Elisabeth falló el golpe. Una hortera se guaseó, la nariz aplastada en la cazadora de muñeco Michelín, su novio; una garduña de morro largo y cráneo precintado bajo una gorra que le escondía los ojos lastimosos.
Los otros dos chavales, unas varas de un buen metro ochenta, contoneaban los hombros y calentaban los dedos haciéndolos crujir. Se presagiaba tormenta.
–¿Es tuyo el buga de poli, tío? – vomitó una de las ratas-. ¿Y te atreves a apostarte aquí? Éste es nuestro territorio, tío. Lárgate.
–Le toca a usted tirar, Elisabeth. No haga ni caso.
La criminóloga rodeó la mesa de billar, pero una de las horteras le cortó el camino. Llevaba más maquillaje en la cara que mi abuelo carbón cuando salía de la mina.
–¡Disculpe, señorita! – se exasperó Elisabeth-. ¡Un poco de respeto, por favor! ¡Ya ve que estamos jugando!
Sin que me diese tiempo a reaccionar, aquel bote de maquillaje le soltó una bofetada fortísima. Elisabeth cayó de bruces sobre la mesa del billar.
Los tres tipos ya estaban apoderándose de los tacos de madera guardados en su sitio.

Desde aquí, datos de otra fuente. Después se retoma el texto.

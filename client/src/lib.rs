//! HTTP transport and command-line front end for the ChemVision client core.
//!
//! # Overview
//! `chemvision-core` builds requests and parses responses without doing any
//! I/O. This crate is the host: [`ReqwestTransport`] executes the round-trip,
//! and [`app`] runs the core's forms for the `chemvision` binary.

pub mod app;
pub mod error;
pub mod logging;
pub mod settings;
pub mod transport;

pub use app::{download, load_image, run_conversion, Conversion, Outcome};
pub use error::CliError;
pub use settings::Settings;
pub use transport::ReqwestTransport;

–Vámonos, Franck -suplicó Elisabeth, con la mejilla color cereza.
–¿Folla bien tu mujer, gilipollas? – me soltó una voz, la de la rata número dos, creo.
–Espéreme fuera; ahora voy.
–¡Franck, déjelo estar, se lo ruego!
–Sólo tardaré dos minutos.
El patrón del bar se precipitó en nuestra dirección, pero el espectáculo ya había comenzado. Encastré mi taco en el abdomen de rata número dos y, esquivando un ataque un poco lento, metí limpiamente el extremo más pesado del taco en el tórax de muñeco Michelín, justo debajo de la garganta; se le bloqueó la respiración y se tornó azul, para acabar desplomándose como una ciruela pasa. Bote de maquillaje pasó por encima del billar, tirándose sobre mí con un grito de hiena, mientras me hacía cargo de rata número tres, el más discreto. Se agarró a mi espalda como una sanguijuela, tirándome de la perilla y arañándome las mejillas con las pocas uñas que tenía. Grité y, mientras retrocedía, recibí un puñetazo en la sien. Tuve la impresión de que la oreja se me iba a caer. El tipo que había recibido la onda de choque en el abdomen empezaba a recuperarse. Esta vez, decidí acabar cuanto antes. Un golpe de antebrazo bien dado envió a la chica al suelo y otro de suela magistral aplacó definitivamente a muñeco Michelín. Una de las chicas que quedaban se dio a la fuga y su compañero dudó antes de desaparecer también, sin mirar atrás.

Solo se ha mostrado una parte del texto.